Suspension cable statics calculus problem

1. Mar 31, 2012

Femme_physics

1. The problem statement, all variables and given/known data

2. Relevant equations

3. The attempt at a solution

I find myself with 2 unknowns, 1 equation.

2. Mar 31, 2012

I like Serena

You're on the right track. :)

You have 1 equation for point A.
Can you make another equation for point B?

3. Mar 31, 2012

Femme_physics

I like you saying this lately :)

Oohhh....

Am I still on the right track?

4. Mar 31, 2012

I like Serena

I'm afraid that in the 2nd line you lost $F_H$.

And btw, you're using 15000 [lb] for $w_0$, but $w_0$ is given to be 600 [lb/ft].

5. Apr 2, 2012

Femme_physics

You mean purely because of math?

I see what you mean, since I don't know the length in each sectioning I can't use it like that.
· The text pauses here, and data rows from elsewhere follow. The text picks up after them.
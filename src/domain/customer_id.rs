//! Type-safe customer identifier.
//!
//! [`CustomerId`] is a newtype wrapper around the `BIGSERIAL` primary key
//! so that customer identifiers cannot be confused with other integers.

use std::fmt;
use std::num::ParseIntError;
use std::str::FromStr;

use serde::{Deserialize, Serialize};
use utoipa::ToSchema;

/// Unique identifier of a customer row.
///
/// Assigned by the store on creation and immutable thereafter. Serialized
/// as a bare JSON integer.
#[derive(
    Debug, Clone, Copy, PartialEq, Eq, PartialOrd, Ord, Hash, Serialize, Deserialize, ToSchema,
)]
#[serde(transparent)]
pub struct CustomerId(i64);

impl CustomerId {
    /// Creates a `CustomerId` from a raw key value.
    #[must_use]
    pub const fn new(id: i64) -> Self {
        Self(id)
    }

    /// Returns the raw key value.
    #[must_use]
    pub const fn get(self) -> i64 {
        self.0
    }
}

impl fmt::Display for CustomerId {
    fn fmt(&self, f: &mut fmt::Formatter<'_>) -> fmt::Result {
        write!(f, "{}", self.0)
    }
}

impl FromStr for CustomerId {
    type Err = ParseIntError;

    fn from_str(s: &str) -> Result<Self, Self::Err> {
        s.parse().map(Self)
    }
}

impl From<i64> for CustomerId {
    fn from(id: i64) -> Self {
        Self(id)
    }
}

impl From<CustomerId> for i64 {
    fn from(id: CustomerId) -> Self {
        id.0
    }
}
//! OpenAPI document for the REST surface.

use utoipa::OpenApi;

use crate::api::dto::{CustomerDto, CustomerListResponse, CustomerRequest, MessageResponse};
use crate::api::handlers::{customer, system};
use crate::domain::CustomerId;
use crate::error::{ErrorBody, ErrorResponse};

/// Generated OpenAPI specification for all endpoints.
#[derive(Debug, OpenApi)]
#[openapi(
    info(title = "customer-api", description = "CRUD service for customer records"),
    paths(
        customer::create_customer,
        customer::list_customers,
        customer::update_customer,
        customer::delete_customer,
        system::health_handler,
    ),
    components(schemas(
        CustomerId,
        CustomerDto,
        CustomerRequest,
        CustomerListResponse,
        MessageResponse,
        ErrorResponse,
        ErrorBody,
        system::HealthResponse,
    )),
    tags(
        (name = "Customers", description = "Customer CRUD"),
        (name = "System", description = "Operational endpoints"),
    )
)]
pub struct ApiDoc;

/// Swagger UI at `/swagger-ui`, backed by `/api-docs/openapi.json`.
#[cfg(feature = "swagger-ui")]
#[must_use]
pub fn swagger_ui() -> utoipa_swagger_ui::SwaggerUi {
    utoipa_swagger_ui::SwaggerUi::new("/swagger-ui").url("/api-docs/openapi.json", ApiDoc::openapi())
}
//! REST endpoint handlers organized by resource.

pub mod customer;
pub mod system;

use axum::Router;

use crate::app_state::AppState;

/// Composes all resource routes.
pub fn routes() -> Router<AppState> {
    Router::new().merge(customer::routes())
}
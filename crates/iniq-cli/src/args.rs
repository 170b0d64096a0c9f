use std::path::PathBuf;

use clap::{Parser, Subcommand, ValueEnum};

#[derive(Parser)]
#[command(name = "iniq")]
#[command(about = "Query and edit INI-style settings files")]
#[command(version)]
pub struct Cli {
    /// Verbose output
    #[arg(short, long, global = true)]
    pub verbose: bool,

    /// Quiet output (errors only)
    #[arg(short, long, global = true)]
    pub quiet: bool,

    /// Settings file to operate on (default: $INIQ_FILE)
    #[arg(short, long, global = true)]
    pub file: Option<PathBuf>,

    #[command(subcommand)]
    pub command: Commands,
}

#[derive(Clone, Copy, Debug, ValueEnum)]
#[allow(clippy::enum_variant_names)]
pub enum Shell {
    Bash,
    Zsh,
    Fish,
    PowerShell,
    Elvish,
}

#[derive(Subcommand)]
pub enum Commands {
    /// Print the value of a key under a category (empty when absent)
    Get {
        /// Category name (exact match)
        category: String,

        /// Key name (exact match)
        key: String,
    },

    /// Print every value under categories whose name contains the string
    List {
        /// Category name fragment (contains match)
        category: String,
    },

    /// Print category names, one per setting line, in file order
    Categories {
        /// Only names containing this fragment
        fragment: Option<String>,
    },

    /// Add a key=value line under a category
    Set {
        /// Category name (header prefix match)
        category: String,

        /// Key name
        key: String,

        /// Value
        value: String,
    },

    /// Remove a key from a category
    Delete {
        /// Category name (header prefix match)
        category: String,

        /// Key name (line prefix match)
        key: String,
    },

    /// Generate shell completions
    Completions {
        /// Shell to generate completions for
        #[arg(value_enum)]
        shell: Shell,
    },
}
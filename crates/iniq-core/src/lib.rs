pub mod error;
pub mod information;
pub mod model;
pub mod parser;

pub use error::{IniqError, Result};
pub use information::Information;
pub use model::{Category, Setting};
pub use parser::Parser;
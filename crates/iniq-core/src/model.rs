/// A bracketed section header in the settings file.
///
/// One record is created per setting line, not per distinct name, so
/// several records may carry the same name. `get_categories()` relies on
/// this duplication.
#[derive(Debug, Clone, PartialEq, Eq)]
pub struct Category {
    /// Dense, increasing in encounter order.
    pub id: usize,
    pub name: String,
}

/// A single key/value line belonging to the most recently seen category.
#[derive(Debug, Clone, PartialEq, Eq)]
pub struct Setting {
    /// Dense, increasing in encounter order.
    pub id: usize,
    pub key: String,
    pub value: String,
    /// Owned exclusively; never shared between settings even when
    /// category names collide.
    pub category: Category,
}
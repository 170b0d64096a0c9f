use std::io;
use std::path::{Path, PathBuf};
use std::process::ExitCode;

use clap::{CommandFactory, Parser};
use colored::Colorize;

use iniq_core::{Information, Parser as SettingsParser, Result};

mod args;
use args::{Cli, Commands, Shell};

fn main() -> ExitCode {
    let cli = Cli::parse();

    if let Commands::Completions { shell } = cli.command {
        handle_completions(shell);
        return ExitCode::SUCCESS;
    }

    let Some(file) = resolve_file(cli.file) else {
        eprintln!(
            "{} no settings file given (use --file or $INIQ_FILE)",
            "[ERROR]".red().bold()
        );
        return ExitCode::FAILURE;
    };

    let result = match cli.command {
        Commands::Get { category, key } => handle_get(&file, &category, &key),
        Commands::List { category } => handle_list(&file, &category),
        Commands::Categories { fragment } => handle_categories(&file, fragment.as_deref()),
        Commands::Set {
            category,
            key,
            value,
        } => handle_set(&file, &category, &key, &value, cli.quiet),
        Commands::Delete { category, key } => handle_delete(&file, &category, &key, cli.quiet),
        Commands::Completions { .. } => unreachable!("handled above"),
    };

    match result {
        Ok(()) => ExitCode::SUCCESS,
        Err(e) => {
            eprintln!("{} {}", "[ERROR]".red().bold(), e);
            ExitCode::from(e.exit_code() as u8)
        }
    }
}

fn resolve_file(cli_file: Option<PathBuf>) -> Option<PathBuf> {
    if cli_file.is_some() {
        return cli_file;
    }
    std::env::var("INIQ_FILE").ok().map(PathBuf::from)
}

/// The core parser takes a (directory, file name) pair with the
/// separator kept on the directory side.
fn open_parser(file: &Path) -> Result<SettingsParser> {
    let directory = match file.parent() {
        Some(parent) if !parent.as_os_str().is_empty() => {
            format!("{}/", parent.display())
        }
        _ => String::new(),
    };
    let file_name = file
        .file_name()
        .map(|n| n.to_string_lossy().into_owned())
        .unwrap_or_default();
    SettingsParser::new(directory, file_name)
}

fn handle_get(file: &Path, category: &str, key: &str) -> Result<()> {
    let parser = open_parser(file)?;
    let info = Information::new(&parser)?;
    println!("{}", info.get_setting(category, key));
    Ok(())
}

fn handle_list(file: &Path, category: &str) -> Result<()> {
    let parser = open_parser(file)?;
    let info = Information::new(&parser)?;
    for value in info.get_settings(category) {
        println!("{value}");
    }
    Ok(())
}

fn handle_categories(file: &Path, fragment: Option<&str>) -> Result<()> {
    let parser = open_parser(file)?;
    let info = Information::new(&parser)?;
    let names = match fragment {
        Some(fragment) => info.get_categories_matching(fragment),
        None => info.get_categories(),
    };
    for name in names {
        println!("{name}");
    }
    Ok(())
}

fn handle_set(file: &Path, category: &str, key: &str, value: &str, quiet: bool) -> Result<()> {
    let mut parser = open_parser(file)?;
    let inserted = parser.write_new_setting(category, key, value)?;

    if inserted {
        if !quiet {
            println!("{} {category}: {key}={value}", "[OK]".green().bold());
        }
    } else if !quiet {
        println!(
            "{} {category}: {key} not written (existing key with that prefix, or no such category)",
            "[SKIP]".yellow().bold()
        );
    }
    Ok(())
}

fn handle_delete(file: &Path, category: &str, key: &str, quiet: bool) -> Result<()> {
    let mut parser = open_parser(file)?;
    let removed = parser.delete_setting(category, key)?;

    if removed {
        if !quiet {
            println!("{} {category}: {key} removed", "[OK]".green().bold());
        }
    } else if !quiet {
        println!("{} {category}: {key} not found", "[SKIP]".yellow().bold());
    }
    Ok(())
}

fn handle_completions(shell: Shell) {
    let mut cmd = Cli::command();
    let shell = match shell {
        Shell::Bash => clap_complete::Shell::Bash,
        Shell::Zsh => clap_complete::Shell::Zsh,
        Shell::Fish => clap_complete::Shell::Fish,
        Shell::PowerShell => clap_complete::Shell::PowerShell,
        Shell::Elvish => clap_complete::Shell::Elvish,
    };
    clap_complete::generate(shell, &mut cmd, "iniq", &mut io::stdout());
}
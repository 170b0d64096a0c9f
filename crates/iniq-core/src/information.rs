use crate::error::{IniqError, Result};
use crate::model::{Category, Setting};
use crate::parser::Parser;

/// Query layer over a parsed settings file.
///
/// Built once from a [`Parser`]'s line buffer; holds its own copies of
/// the records, so a fresh `Information` is needed to observe on-disk
/// changes made after construction.
#[derive(Debug)]
pub struct Information {
    settings: Vec<Setting>,
    categories: Vec<Category>,
}

impl Information {
    /// Fails with [`IniqError::FileNotFound`] when the parser's file was
    /// missing and its line buffer is unset.
    pub fn new(parser: &Parser) -> Result<Self> {
        let lines = parser.lines().ok_or_else(|| IniqError::FileNotFound {
            path: parser.path(),
        })?;

        let mut info = Self {
            settings: Vec::new(),
            categories: Vec::new(),
        };
        info.build(lines)?;
        Ok(info)
    }

    fn build(&mut self, lines: &[String]) -> Result<()> {
        for (i, line) in lines.iter().enumerate() {
            if !line.is_empty() && line.starts_with('[') {
                // Literal text removal, not bracket matching: every '['
                // and ']' on the header line is stripped.
                let category = line.replace('[', "").replace(']', "");
                self.consume_settings(lines, &category, i)?;
            }
        }
        Ok(())
    }

    /// Consume setting lines following the header at `header_index`
    /// until the next header or end of input. Blank lines are skipped.
    fn consume_settings(&mut self, lines: &[String], category: &str, header_index: usize) -> Result<()> {
        let mut i = header_index + 1;
        while i < lines.len() && !lines[i].starts_with('[') {
            if !lines[i].is_empty() {
                // Split at the last '=': keys may not contain '=' past
                // the rightmost one, values may.
                let (key, value) =
                    lines[i]
                        .rsplit_once('=')
                        .ok_or_else(|| IniqError::MalformedLine {
                            line_number: i + 1,
                            line: lines[i].clone(),
                        })?;
                self.push_record(key, value, category);
            }
            i += 1;
        }
        Ok(())
    }

    /// One fresh Category record per setting line, even for a name seen
    /// before. Ids are the list lengths at insertion time.
    fn push_record(&mut self, key: &str, value: &str, category: &str) {
        let category = Category {
            id: self.categories.len(),
            name: category.to_string(),
        };
        self.categories.push(category.clone());

        self.settings.push(Setting {
            id: self.settings.len(),
            key: key.to_string(),
            value: value.to_string(),
            category,
        });
    }

    /// Value of `key` under `category`, both matched exactly. Empty
    /// string when absent.
    pub fn get_setting(&self, category: &str, key: &str) -> &str {
        self.settings
            .iter()
            .find(|s| s.category.name == category && s.key == key)
            .map(|s| s.value.as_str())
            .unwrap_or("")
    }

    /// Values of every setting whose category name contains `category`,
    /// in encounter order.
    pub fn get_settings(&self, category: &str) -> Vec<String> {
        self.settings
            .iter()
            .filter(|s| s.category.name.contains(category))
            .map(|s| s.value.clone())
            .collect()
    }

    /// Every category name in encounter order, duplicates included (one
    /// per setting line).
    pub fn get_categories(&self) -> Vec<String> {
        self.categories.iter().map(|c| c.name.clone()).collect()
    }

    /// Category names containing `fragment`, in encounter order,
    /// duplicates included.
    pub fn get_categories_matching(&self, fragment: &str) -> Vec<String> {
        self.categories
            .iter()
            .filter(|c| c.name.contains(fragment))
            .map(|c| c.name.clone())
            .collect()
    }

    pub fn settings(&self) -> &[Setting] {
        &self.settings
    }

    pub fn categories(&self) -> &[Category] {
        &self.categories
    }
}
I'll jus use 600, with the units lb/ft. Yes?

6. Apr 2, 2012

Yes.

Yes.

7. Apr 5, 2012

Femme_physics

I got it. My friend helped me with the math (the one who's registered as "niece of MD") :)

We use X2 since the length can't be more than 25. Therefor we use FH2 as well..

But my big problem is relating the distance, w0 and FH, to A and B.

I end up with this diagram...

8. Apr 5, 2012

I like Serena

Aha! So she does still do something every now and then! :)

If you're interested, I have a shorter version:
$20 x^2 = 30 (25 - x)^2$
$2 x^2 = 3 (25 - x)^2$

Since x and (25 - x) are both positive distances, we can take the square root and keep the positive versions:
$x \sqrt 2 = (25 - x) \sqrt 3$
$x \sqrt 2 = 25 \sqrt 3 - x \sqrt 3$
$x (\sqrt 2 + \sqrt 3) = 25 \sqrt 3$
$x = \frac {25 \sqrt 3} {\sqrt 2 + \sqrt 3} \approx 13.76$

Looks good.
But consider that the tensional force is not pointing down, but along the rope.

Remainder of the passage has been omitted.